Calculate the maximum number of git objects that a repo can have without requiring you to use more than the minimum number of characters to refer to any object and include that number in gitcounts_scenarios.md with a title
# Git counts. Describe 3 scenarios that would get you to that number of objects in terms of what types of objects would exist. For example, what is the maximum number of commits you could have without exceeding that number? How could you get to that number of objects in the fewest number of commits? What is the maximum number of files you can edit per commit and still take have at least 128 commits? Assume normal git use with porcelain commands, not atypical cases with plubming commands. If you get stuck, outline what you know and then request a review.Read about the Learn more about the SHA-1 collision attach
Learn more about how git is working on changing from SHA-1 to SHA-256 and answer the transition questions below gittransition.md
gittransition¶
# transition questions
1. Why make the switch? (in detail, not just *an attack*)
2. What impact will the switch have on how git works?

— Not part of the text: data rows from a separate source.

//! Game loop of the statistics quiz
//!
//! ```text
//! AwaitingAnswer --swipe--> ShowingExplanation --next--> AwaitingAnswer
//! AwaitingAnswer --swipe (last round)--> GameOver
//! any phase --reset--> AwaitingAnswer
//! ```

use super::{accuracy_percent, pick_index, GameStatement, StatementBank, StatementCategory};
use crate::domain::config_types::RoundCount;
use crate::domain::types::Percentage;
use crate::error::{Error, Result};
use rand::Rng;
use serde::{Deserialize, Serialize};
use std::fmt;
use std::sync::Arc;

#[derive(Debug, Clone, Copy, PartialEq, Eq, Hash, Serialize, Deserialize)]
#[serde(rename_all = "snake_case")]
pub enum GamePhase {
    AwaitingAnswer,
    ShowingExplanation,
    GameOver,
}

impl fmt::Display for GamePhase {
    fn fmt(&self, f: &mut fmt::Formatter<'_>) -> fmt::Result {
        let name = match self {
            GamePhase::AwaitingAnswer => "awaiting an answer",
            GamePhase::ShowingExplanation => "showing an explanation",
            GamePhase::GameOver => "the game is over",
        };
        write!(f, "{name}")
    }
}

/// Right means "true", left means "false"
#[derive(Debug, Clone, Copy, PartialEq, Eq, Hash, Serialize, Deserialize)]
#[serde(rename_all = "lowercase")]
pub enum SwipeDirection {
    Left,
    Right,
}

impl SwipeDirection {
    pub fn answers_true(self) -> bool {
        self == SwipeDirection::Right
    }
}

/// What the player learns after answering
#[derive(Debug, Clone, PartialEq, Eq, Serialize)]
pub struct SwipeOutcome {
    pub correct: bool,
    pub is_true: bool,
    pub explanation: String,
    pub game_over: bool,
}

#[derive(Debug, Clone, Copy, PartialEq, Eq, Serialize)]
pub struct CategoryTally {
    pub category: StatementCategory,
    pub answered: u32,
    pub correct: u32,
}

/// Serializable view of a game in progress
#[derive(Debug, Clone, PartialEq, Eq, Serialize)]
pub struct GameSnapshot {
    pub phase: GamePhase,
    /// 1-based round being played, or the last round once the game is over
    pub round: u8,
    pub rounds: RoundCount,
    pub answered: u8,
    pub score: u32,
    pub streak: u32,
    pub max_streak: u32,
    pub accuracy: Option<Percentage>,
    pub categories: Vec<CategoryTally>,
}

pub struct SwipeGame<R> {
    bank: Arc<StatementBank>,
    rng: R,
    rounds: RoundCount,
    phase: GamePhase,
    current: usize,
    answered: u8,
    score: u32,
    streak: u32,
    max_streak: u32,
    tallies: [CategoryTally; StatementCategory::COUNT],
}

impl<R: Rng> SwipeGame<R> {
    pub fn new(bank: Arc<StatementBank>, rounds: RoundCount, rng: R) -> Result<Self> {
        if bank.is_empty() {
            return Err(Error::EmptyStatementTable);
        }
        let mut game = Self {
            bank,
            rng,
            rounds,
            phase: GamePhase::AwaitingAnswer,
            current: 0,
            answered: 0,
            score: 0,
            streak: 0,
            max_streak: 0,
            tallies: fresh_tallies(),
        };
        game.draw()?;
        Ok(game)
    }

    pub fn phase(&self) -> GamePhase {
        self.phase
    }

    /// The statement on screen; stays on the last one once the game is over
    pub fn current_statement(&self) -> &GameStatement {
        &self.bank.statements()[self.current]
    }

    pub fn score(&self) -> u32 {
        self.score
    }

    pub fn streak(&self) -> u32 {
        self.streak
    }

    pub fn max_streak(&self) -> u32 {
        self.max_streak
    }

    pub fn swipe(&mut self, direction: SwipeDirection) -> Result<SwipeOutcome> {
        if self.phase != GamePhase::AwaitingAnswer {
            return Err(self.invalid("answer"));
        }

        let statement = &self.bank.statements()[self.current];
        let correct = direction.answers_true() == statement.is_true;
        let tally = &mut self.tallies[statement.category.index()];
        tally.answered += 1;
        if correct {
            tally.correct += 1;
            self.score += 1;
            self.streak += 1;
            self.max_streak = self.max_streak.max(self.streak);
        } else {
            self.streak = 0;
        }

        self.answered += 1;
        self.phase = if self.answered >= self.rounds.into_inner() {
            GamePhase::GameOver
        } else {
            GamePhase::ShowingExplanation
        };

        Ok(SwipeOutcome {
            correct,
            is_true: statement.is_true,
            explanation: statement.explanation.clone(),
            game_over: self.phase == GamePhase::GameOver,
        })
    }

    /// Dismisses the explanation and draws the next statement
    pub fn next(&mut self) -> Result<&GameStatement> {
        if self.phase != GamePhase::ShowingExplanation {
            return Err(self.invalid("advance"));
        }
        self.draw()?;
        self.phase = GamePhase::AwaitingAnswer;
        Ok(self.current_statement())
    }

    /// Starts over from any phase, zeroing score, streaks and tallies
    pub fn reset(&mut self) -> Result<&GameStatement> {
        self.answered = 0;
        self.score = 0;
        self.streak = 0;
        self.max_streak = 0;
        self.tallies = fresh_tallies();
        self.draw()?;
        self.phase = GamePhase::AwaitingAnswer;
        Ok(self.current_statement())
    }

    pub fn snapshot(&self) -> GameSnapshot {
        let rounds = self.rounds.into_inner();
        GameSnapshot {
            phase: self.phase,
            round: (self.answered + 1).min(rounds),
            rounds: self.rounds,
            answered: self.answered,
            score: self.score,
            streak: self.streak,
            max_streak: self.max_streak,
            accuracy: accuracy_percent(self.score as usize, self.answered as usize),
            categories: self.tallies.to_vec(),
        }
    }

    fn draw(&mut self) -> Result<()> {
        self.current = pick_index(self.bank.statements(), &mut self.rng)?;
        Ok(())
    }

    fn invalid(&self, action: &str) -> Error {
        Error::InvalidStateTransition(format!("Cannot {action} while {}", self.phase))
    }
}

fn fresh_tallies() -> [CategoryTally; StatementCategory::COUNT] {
    StatementCategory::ALL.map(|category| CategoryTally {
        category,
        answered: 0,
        correct: 0,
    })
}

#[cfg(test)]
mod tests {
    use super::*;
    use rand::rngs::StdRng;
    use rand::SeedableRng;

    fn new_game(rounds: u8) -> SwipeGame<StdRng> {
        SwipeGame::new(
            Arc::new(StatementBank::built_in()),
            RoundCount::try_new(rounds).unwrap(),
            StdRng::seed_from_u64(2024),
        )
        .unwrap()
    }

    fn correct_direction(game: &SwipeGame<StdRng>) -> SwipeDirection {
        if game.current_statement().is_true {
            SwipeDirection::Right
        } else {
            SwipeDirection::Left
        }
    }

    fn wrong_direction(game: &SwipeGame<StdRng>) -> SwipeDirection {
        match correct_direction(game) {
            SwipeDirection::Right => SwipeDirection::Left,
            SwipeDirection::Left => SwipeDirection::Right,
        }
    }

    #[test]
    fn test_ten_correct_answers_end_the_game() {
        let mut game = new_game(10);
        for round in 1..=10 {
            let outcome = game.swipe(correct_direction(&game)).unwrap();
            assert!(outcome.correct);
            if round < 10 {
                assert_eq!(game.phase(), GamePhase::ShowingExplanation);
                game.next().unwrap();
                assert_eq!(game.phase(), GamePhase::AwaitingAnswer);
            } else {
                assert!(outcome.game_over);
            }
        }
        assert_eq!(game.phase(), GamePhase::GameOver);
        assert_eq!(game.score(), 10);
        assert_eq!(game.streak(), 10);
        assert_eq!(game.max_streak(), 10);
    }

    #[test]
    fn test_wrong_answer_resets_streak_but_keeps_score_and_max() {
        let mut game = new_game(10);
        for _ in 0..3 {
            game.swipe(correct_direction(&game)).unwrap();
            game.next().unwrap();
        }
        let outcome = game.swipe(wrong_direction(&game)).unwrap();
        assert!(!outcome.correct);
        assert_eq!(game.score(), 3);
        assert_eq!(game.streak(), 0);
        assert_eq!(game.max_streak(), 3);
    }

    #[test]
    fn test_out_of_order_actions_are_rejected() {
        let mut game = new_game(1);
        assert!(matches!(
            game.next(),
            Err(Error::InvalidStateTransition(_))
        ));
        game.swipe(SwipeDirection::Right).unwrap();
        assert_eq!(game.phase(), GamePhase::GameOver);
        assert!(matches!(
            game.swipe(SwipeDirection::Left),
            Err(Error::InvalidStateTransition(_))
        ));
        assert!(matches!(
            game.next(),
            Err(Error::InvalidStateTransition(_))
        ));
    }

    #[test]
    fn test_reset_zeroes_everything() {
        let mut game = new_game(2);
        game.swipe(correct_direction(&game)).unwrap();
        game.next().unwrap();
        game.swipe(correct_direction(&game)).unwrap();
        assert_eq!(game.phase(), GamePhase::GameOver);

        game.reset().unwrap();
        let snapshot = game.snapshot();
        assert_eq!(snapshot.phase, GamePhase::AwaitingAnswer);
        assert_eq!(snapshot.round, 1);
        assert_eq!(snapshot.score, 0);
        assert_eq!(snapshot.streak, 0);
        assert_eq!(snapshot.max_streak, 0);
        assert_eq!(snapshot.accuracy, None);
        assert!(snapshot.categories.iter().all(|t| t.answered == 0));
    }

    #[test]
    fn test_snapshot_tallies_by_category() {
        let mut game = new_game(10);
        let category = game.current_statement().category;
        game.swipe(correct_direction(&game)).unwrap();

        let snapshot = game.snapshot();
        assert_eq!(snapshot.answered, 1);
        assert_eq!(snapshot.round, 2);
        assert_eq!(snapshot.accuracy.map(|p| p.into_inner()), Some(100));
        let tally = snapshot
            .categories
            .iter()
            .find(|t| t.category == category)
            .unwrap();
        assert_eq!((tally.answered, tally.correct), (1, 1));
        assert_eq!(
            snapshot.categories.iter().map(|t| t.answered).sum::<u32>(),
            1
        );
    }
}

3. Which developers will have the most work to do because of the switch?Experience Report Evidence¶
save your command history to 2023-10-19-log.txt and put that file in your KWL repo
Questions After Today’s Class¶
How does Git transition from SHA-1 to SHA-256 while keeping older repositories compatible?¶
That work is not yet done, but it is started
git 3.0 will include it, but that piece not being done is one of the main things left to do discussion
How are binary and hex conversions actually handled inside Git’s C code when computing hashes?¶
This is a good explore badge topic. You can view the source code.
how does the computer actually read binary¶
This is all a computer does; everything we see is the result of it reading the binary data.
We will unpack this over a few more class sessions.
Is there a system for the low chance that there is a collision in hashes.¶
the hardened algorithm does some. Otherwise it’s just so low chance that we trust it won’t happen.
Why hasn’t GitHub added support for SHA-256 repositories? You can already create them locally using git init --object-format=256¶
I’m not sure why, just that it has not been done.
https://
We saw the constants used for some operations in SHA-1. How did they come up with them?¶
This is a good explore badge
Are they more number systems used commonly in computing beyond binary, octal, and hexadecimal?¶
These are the main ones.
why did git switch from the regular SHA-1¶
How are hashing algorithms created?¶
This is what the feild of cryptography does!
Professor Lamanga has taught a course on that, and may again in the spring.